Enough Said

No one is getting out of this life without experiencing problems. They come when you least expect them and can run the gamut of being serious to mundane.

Years ago problems were looked at as par for the course. My grandmother would gather her cronies for a little coffee and biscotti every once in a while and they would go through everyone’s stuff as if they lawyers. One of them would always act like the judge, either dismissing or condemning the perpetrators who had caused the  suffering of those at the gathering. Most of them would go away satisfied that they had been heard.

Today problems are still discussed with friends and family, but they also have become fodder for the media. A plethora of shows exist  whose primary purpose is to focus on people’s (issues), the new and more exciting word that describes problems. Issues are tantamount to being in dire distress and in need of experts to help a person through their stuff. Dr. Phil  and others have made their fortunes helping individuals navigate their problems, while millions watch them as they are reduced to tears or anger.

Realty shows have gone the next step, making us part of the action so that we, the viewer, is now in concert with the problems. I am always in awe at how many of these shows proliferate and become part of daily conversation. So now you not only discuss your problems but you also discuss the ones that you saw on a particular show.
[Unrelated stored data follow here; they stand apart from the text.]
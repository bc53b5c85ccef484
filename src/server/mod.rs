//! HTTP surface: process list, results, PDF download and database backup.

mod error;
mod handlers;

use error::AppError;

use crate::config::Settings;
use crate::database::ElectionsDatabase;
use axum::extract::{Request, State};
use axum::http::header;
use axum::middleware::{self, Next};
use axum::response::{IntoResponse, Response};
use axum::routing::get;
use axum::Router;
use sha2::{Digest, Sha256};
use std::net::SocketAddr;
use std::sync::Arc;
use subtle::ConstantTimeEq;

#[derive(Clone)]
pub struct AppState {
    pub db: ElectionsDatabase,
    pub settings: Arc<Settings>,
}

impl AppState {
    pub fn new(db: ElectionsDatabase, settings: Settings) -> Self {
        Self {
            db,
            settings: Arc::new(settings),
        }
    }
}

pub fn router(state: AppState) -> Router {
    Router::new()
        .route("/procesos", get(handlers::list_processes))
        .route("/resultados/{process_id}", get(handlers::process_results))
        .route("/resultados/{process_id}/pdf", get(handlers::results_pdf))
        .route("/backup", get(handlers::download_backup))
        .layer(middleware::from_fn_with_state(state.clone(), require_token))
        .with_state(state)
}

pub async fn serve(state: AppState, bind: SocketAddr) -> std::io::Result<()> {
    let listener = tokio::net::TcpListener::bind(bind).await?;
    log::info!("Serving election results on http://{}", listener.local_addr()?);

    axum::serve(listener, router(state)).await
}

/// Reject requests without the configured bearer token
async fn require_token(State(state): State<AppState>, request: Request, next: Next) -> Response {
    if let Some(expected) = state.settings.api_token.as_deref() {
        let provided = request
            .headers()
            .get(header::AUTHORIZATION)
            .and_then(|value| value.to_str().ok())
            .and_then(|value| value.strip_prefix("Bearer "));

        if !provided.is_some_and(|token| token_matches(token, expected)) {
            log::warn!("Rejected unauthenticated request to {}", request.uri());
            return AppError::Unauthorized.into_response();
        }
    }

    next.run(request).await
}

/// Compare fixed-length digests in constant time so neither content nor length leaks
fn token_matches(provided: &str, expected: &str) -> bool {
    let provided = Sha256::digest(provided.as_bytes());
    let expected = Sha256::digest(expected.as_bytes());
    provided.ct_eq(&expected).into()
}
When my grandmother had a friend who just kept going over the same scenario time and time again without resolution she would lift her hand up in the air and bellow “BASTA” which means enough. She had lost her patience and that was that! I wonder why we don’t hear more of that today? Why do so many of us have to go on and on about the same thing? I recently watched a very funny bit on YouTube with Bob Newhart. He portrayed a psychiatrist who said he could cure patients in five minutes. A young woman came in with a host of problems and when she was done speaking he said” are you ready for the cure”? “Yes”, she said. “Okay then”, just stop it! I’d like to add, get over it, do something about it, and stop talking about it. Enough said.

 

Words to Live By!

Too often we focus on what’s wrong with people, not what’s right. Our absence of heroic, virtuous individuals is a telltale sign of a culture that values perversity rather than morality. The reality shows featuring dysfunctional individuals is fast becoming the entertainment of choice.

What saddens me is that we are not acknowledging people who have been tested beyond anything most of us can imagine. I’ll never forget one man in particular who had Lou Gehrig’s disease. Two aids by his side, he sat in his wheelchair and smiled at me throughout my presentation. Afterwards his wife, who helped interpret for him, told me how happy he was to have attended my lecture and how blessed he felt to have his wife and others help him in his hour of need. Driving home, I had flashbacks of incidents in my life where I turned a hangnail or a traffic jam into a catastrophe. I know I’m not the only one that does this; otherwise, I wouldn’t be in business. What meeting this man taught me was that even in the most dire circumstances we can find “the bless in the mess”. It sounds rather esoteric, but there are many incidents that can be reframe into something that becomes easier to tolerate by making small mind shifts.

Our perceptions create our realty, and some of us seem to want to make a situation much worse than it is, because we’re hooked on drama. Consider the simple act of waiting in a line. It can be frustrating, but it really isn’t a death sentence. According to a study done at MIT, you’re going to spend three years of your life waiting in lines. Why make it feel like prison? You might want to consider the fact that while you’re waiting you are literally at rest. Nothing to do and no one around to make demands on you. Of course that means you have to stay off your cell phone. No one really needs to know you’re in line. They need a break to.

Life will consistently challenge you in many different ways. If you develop skills to handle the inevitable glitches, you will gain tremendous resiliency. The title of author Richard Carlson’s book says it best, “Don’t Sweat the Small Stuff…and it’s all small stuff” Words to live by!